Born in Pakistan and raised in Abu Dhabi, Samra Zafar was 16 when her parents arranged her marriage to a man 11 years older than her. Subsequently, she moved to Canada with him on the premise that she could fulfill her aspiration to attend University. It did not happen.
Instead followed years of emotional and physical abuse by her increasingly possessive husband. She gave birth to two daughters and tried to fulfill all the expectations laid on her as a wife, as a daughter-in-law, but somewhere always fell short. Every single day, she was humiliated, assaulted, isolated, disrespected, and repeatedly told that she was not good enough.
“I was told to give up on my dream of attaining an education because I was married, had two kids. I was told to accept that as my destiny. I was not allowed to go out of my house. I did not have permission to go to school, have any friends, or any independence,” recollects Samra.

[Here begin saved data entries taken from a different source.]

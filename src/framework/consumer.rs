//! # Per-Destination Consumer
//!
//! A [`Consumer`] owns one subscription and processes its deliveries one at a
//! time, in the order the transport yields them:
//!
//! 1. **Decode** the payload with the binding resolved at subscription time.
//! 2. **Dispatch** the command to the matching [`CommandExecutor`](crate::framework::CommandExecutor).
//! 3. **Settle** the delivery: acknowledge on success, reject without requeue
//!    on a decode or executor failure. Nothing is retried.
//!
//! ## State machine
//!
//! ```text
//! Idle ──subscribe──▶ Running ──shutdown──▶ Draining ──▶ Stopped
//!                        │                                  ▲
//!                        └──────── transport failure ───────┘
//! ```
//!
//! While `Running`, the consumer suspends on "next delivery OR shutdown" and
//! nothing else. A delivery that has been pulled is always settled before the
//! shutdown signal is looked at again, so stopping never leaks an unsettled
//! delivery. Deliveries still queued on the broker side are left there.

use crate::framework::binding::{DestinationDescriptor, Transport};
use crate::framework::command::Command;
use crate::framework::error::TransportError;
use crate::framework::executor::Executors;
use crate::framework::transport::{Delivery, DeliveryStream, Subscription};
use tokio::sync::watch;
use tracing::{debug, error, info, warn};

// =============================================================================
// State and reports
// =============================================================================

#[derive(Debug, Clone, Copy, PartialEq, Eq)]
pub enum ConsumerState {
    Idle,
    Running,
    Draining,
    Stopped,
}

/// Why a consumer left its loop.
#[derive(Debug, Clone, PartialEq, Eq)]
pub enum ConsumerExit {
    /// The supervisor asked it to stop.
    Shutdown,
    /// The subscription failed; the destination stays undelivered until restart.
    Transport(TransportError),
}

/// Final tally of one consumer, returned when its task finishes.
#[derive(Debug, Clone, PartialEq, Eq)]
pub struct ConsumerReport {
    pub transport: Transport,
    pub destination: String,
    pub received: u64,
    pub acknowledged: u64,
    pub rejected: u64,
    pub exit: ConsumerExit,
}

enum Settlement {
    Ack,
    Reject,
}

// =============================================================================
// Consumer loop
// =============================================================================

/// Drives one subscription until shutdown or transport failure.
pub struct Consumer {
    descriptor: DestinationDescriptor,
    subscription: Subscription,
    executors: Executors,
    shutdown: watch::Receiver<bool>,
    state: ConsumerState,
    received: u64,
    acknowledged: u64,
    rejected: u64,
}

impl Consumer {
    pub fn new(
        descriptor: DestinationDescriptor,
        subscription: Subscription,
        executors: Executors,
        shutdown: watch::Receiver<bool>,
    ) -> Self {
        Self {
            descriptor,
            subscription,
            executors,
            shutdown,
            state: ConsumerState::Idle,
            received: 0,
            acknowledged: 0,
            rejected: 0,
        }
    }

    pub fn state(&self) -> ConsumerState {
        self.state
    }

    /// Runs the consumer loop to completion.
    ///
    /// Decode and executor failures only affect the delivery at hand. The loop
    /// ends on the shutdown signal or on a transport failure.
    pub async fn run(mut self) -> ConsumerReport {
        self.transition(ConsumerState::Running);
        info!(
            transport = %self.descriptor.transport,
            destination = %self.descriptor.name,
            operation = %self.descriptor.binding,
            "Consumer started"
        );

        let exit = loop {
            let next = tokio::select! {
                biased;
                _ = shutdown_requested(&mut self.shutdown) => None,
                next = self.subscription.next() => Some(next),
            };

            match next {
                None => {
                    self.transition(ConsumerState::Draining);
                    break ConsumerExit::Shutdown;
                }
                Some(None) => {
                    let err = TransportError::StreamEnded(self.descriptor.name.clone());
                    error!(destination = %self.descriptor.name, error = %err, "Subscription lost");
                    break ConsumerExit::Transport(err);
                }
                Some(Some(Err(err))) => {
                    error!(destination = %self.descriptor.name, error = %err, "Transport failure");
                    break ConsumerExit::Transport(err);
                }
                Some(Some(Ok(delivery))) => {
                    if let Err(err) = self.handle(delivery).await {
                        error!(
                            destination = %self.descriptor.name,
                            error = %err,
                            "Failed to settle delivery"
                        );
                        break ConsumerExit::Transport(err);
                    }
                }
            }
        };

        self.transition(ConsumerState::Stopped);
        info!(
            destination = %self.descriptor.name,
            received = self.received,
            acknowledged = self.acknowledged,
            rejected = self.rejected,
            "Consumer stopped"
        );

        ConsumerReport {
            transport: self.descriptor.transport,
            destination: self.descriptor.name,
            received: self.received,
            acknowledged: self.acknowledged,
            rejected: self.rejected,
            exit,
        }
    }

    async fn handle(&mut self, delivery: Delivery) -> Result<(), TransportError> {
        self.received += 1;
        let binding = self.descriptor.binding;
        debug!(
            destination = %self.descriptor.name,
            payload = %String::from_utf8_lossy(delivery.payload()),
            "Received"
        );

        let command = match Command::decode(binding, delivery.payload()) {
            Ok(command) => command,
            Err(e) => {
                warn!(
                    destination = %self.descriptor.name,
                    operation = %binding,
                    error = %e,
                    "Decode failed, rejecting"
                );
                return self.settle(delivery, Settlement::Reject).await;
            }
        };

        match self.executors.execute(command).await {
            Ok(outcome) => {
                info!(destination = %self.descriptor.name, operation = %binding, ?outcome, "Executed");
                self.settle(delivery, Settlement::Ack).await
            }
            Err(e) => {
                error!(
                    destination = %self.descriptor.name,
                    operation = %binding,
                    error = %e,
                    "Executor failed, rejecting"
                );
                self.settle(delivery, Settlement::Reject).await
            }
        }
    }

    async fn settle(
        &mut self,
        delivery: Delivery,
        settlement: Settlement,
    ) -> Result<(), TransportError> {
        match settlement {
            Settlement::Ack => {
                delivery.ack().await?;
                self.acknowledged += 1;
            }
            Settlement::Reject => {
                delivery.reject().await?;
                self.rejected += 1;
            }
        }
        Ok(())
    }

    fn transition(&mut self, next: ConsumerState) {
        debug!(destination = %self.descriptor.name, from = ?self.state, to = ?next, "State");
        self.state = next;
    }
}

/// Resolves once shutdown is requested. A dropped sender counts as a request.
async fn shutdown_requested(shutdown: &mut watch::Receiver<bool>) {
    let _ = shutdown.wait_for(|stop| *stop).await;
}

#[cfg(test)]
mod tests {
    use super::*;
    use crate::broker::{InMemoryBroker, Outcome};
    use crate::framework::binding::{Binding, EntityKind, OperationKind};
    use crate::framework::error::ExecutorError;
    use crate::framework::mock::MockExecutor;
    use crate::framework::transport::TransportAdapter;
    use crate::model::{Computer, User};

    fn descriptor(name: &str, entity: EntityKind, operation: OperationKind) -> DestinationDescriptor {
        DestinationDescriptor::new(Transport::RabbitMq, name, Binding::new(entity, operation))
    }

    #[tokio::test]
    async fn test_consumer_acks_and_rejects() {
        let broker = InMemoryBroker::new(Transport::RabbitMq);
        let subscription = broker.subscribe("USER_DELETED").await.unwrap();

        let mut users = MockExecutor::<User>::new();
        users.expect_delete("u-1").return_ok("u-1".to_string());
        users.expect_delete("u-2").return_err(ExecutorError::NotFound("u-2".to_string()));
        let computers = MockExecutor::<Computer>::new();
        let executors = Executors::new(users.executor(), computers.executor());

        let (shutdown_tx, shutdown_rx) = watch::channel(false);
        let consumer = Consumer::new(
            descriptor("USER_DELETED", EntityKind::User, OperationKind::Delete),
            subscription,
            executors,
            shutdown_rx,
        );
        assert_eq!(consumer.state(), ConsumerState::Idle);
        let task = tokio::spawn(consumer.run());

        broker.publish("USER_DELETED", b"u-1".to_vec()).await.unwrap();
        broker.publish("USER_DELETED", b"u-2".to_vec()).await.unwrap();
        broker.wait_for_outcomes("USER_DELETED", 2).await;

        shutdown_tx.send(true).unwrap();
        let report = task.await.unwrap();

        assert_eq!(report.exit, ConsumerExit::Shutdown);
        assert_eq!(report.received, 2);
        assert_eq!(report.acknowledged, 1);
        assert_eq!(report.rejected, 1);
        assert_eq!(
            broker.outcomes("USER_DELETED"),
            vec![Outcome::Acked(b"u-1".to_vec()), Outcome::Rejected(b"u-2".to_vec())]
        );
        users.verify();
    }

    #[tokio::test]
    async fn test_consumer_exits_on_transport_fault() {
        let broker = InMemoryBroker::new(Transport::Kafka);
        let subscription = broker.subscribe("COMPUTER_CREATED").await.unwrap();
        let executors = Executors::new(
            MockExecutor::<User>::new().executor(),
            MockExecutor::<Computer>::new().executor(),
        );

        let (_shutdown_tx, shutdown_rx) = watch::channel(false);
        let consumer = Consumer::new(
            DestinationDescriptor::new(
                Transport::Kafka,
                "COMPUTER_CREATED",
                Binding::new(EntityKind::Computer, OperationKind::Create),
            ),
            subscription,
            executors,
            shutdown_rx,
        );
        let task = tokio::spawn(consumer.run());

        broker.inject_fault("COMPUTER_CREATED", "partition revoked");
        let report = task.await.unwrap();

        assert_eq!(
            report.exit,
            ConsumerExit::Transport(TransportError::Fault("partition revoked".to_string()))
        );
        assert_eq!(report.received, 0);
    }

    #[tokio::test]
    async fn test_consumer_stops_when_already_signalled() {
        let broker = InMemoryBroker::new(Transport::RabbitMq);
        let subscription = broker.subscribe("USER_CREATED").await.unwrap();
        broker.publish("USER_CREATED", b"{}".to_vec()).await.unwrap();

        let executors = Executors::new(
            MockExecutor::<User>::new().executor(),
            MockExecutor::<Computer>::new().executor(),
        );
        let (shutdown_tx, shutdown_rx) = watch::channel(false);
        shutdown_tx.send(true).unwrap();

        let report = Consumer::new(
            descriptor("USER_CREATED", EntityKind::User, OperationKind::Create),
            subscription,
            executors,
            shutdown_rx,
        )
        .run()
        .await;

        // Shutdown wins the race; the queued message is never pulled
        assert_eq!(report.exit, ConsumerExit::Shutdown);
        assert_eq!(report.received, 0);
        assert!(broker.outcomes("USER_CREATED").is_empty());
        assert_eq!(broker.pending("USER_CREATED"), 1);
    }
}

But she mustered the courage to fight for her dreams. She would often stand in front of a mirror with a piece of paper rolled up and practise her graduation speech. “What’s happening to you is not your choice, but what you do with it is yours,” she says.
Desperate to get out of her marriage, she hatched an escape plan for herself and her two daughters. A compelling account of Samra’s life, her escape, and transition into the world of her choice is beautifully shared in her book A Good Wife: Escaping the Life, I Never Chose (Penguin Random House) co-authored with Meg Masters.
Writing a memoir makes you vulnerable, and presents you as human not a hero. “I had written blogs and articles before, done TED talks and speaking engagements, but those were high-level accounts of what happened. Writing a book requires one to go much deeper with an intense amount of vulnerability. I wanted to talk about my fears, uncertainties, and other things that held me back. I wanted to be very raw in the book. That also meant talking about my mistakes and where I went wrong, how I kept going back to him. It was a difficult process. I was nervous about what people were going to think. Would I be seen as someone trying to get famous by defaming her community?”
The first time Samra toyed with the idea of sharing her story in a blog seven years ago, she was afraid it would be seen as a sob story. “Then my daughter said to me, if every woman thinks it’s too shameful and no one talks about it, then how will this ever change?”
The blog got published on the same day as her convocation. “It was such an emotional moment for me because I had waited for my degree for 15 years and fought so hard for it. I came home and logged into my social media and was shocked to discover the number of messages and emails I had received from all over the world.”
Samra, now recognised as one of the Top 100 Most Powerful Women in Canada, disagrees with the idea that everything happens for a reason. “What is the reason for a girl’s dreams to be snatched away? What is the reason for a young girl to be sexually molested by a family member or by her religious teacher or by anyone? What is the reason for acid attacks and women being treated as second-class citizens? If there is one, does it make it okay?” she asks.
As much as she feels grateful to have touched so many lives, she feels no girl should have to go through these atrocities, get subjected to child sexual abuse, forced marriage or violence.
What happened to Samra changed her entire outlook on life and filled her with courage and resilience. “Today, when I look back, I feel happy to feel this breeze in my hair, to meet all these wonderful people, to be a catalyst in their life, and instill hope and positivity in them. I am breaking the silence for the millions of silences still waiting to be broken.”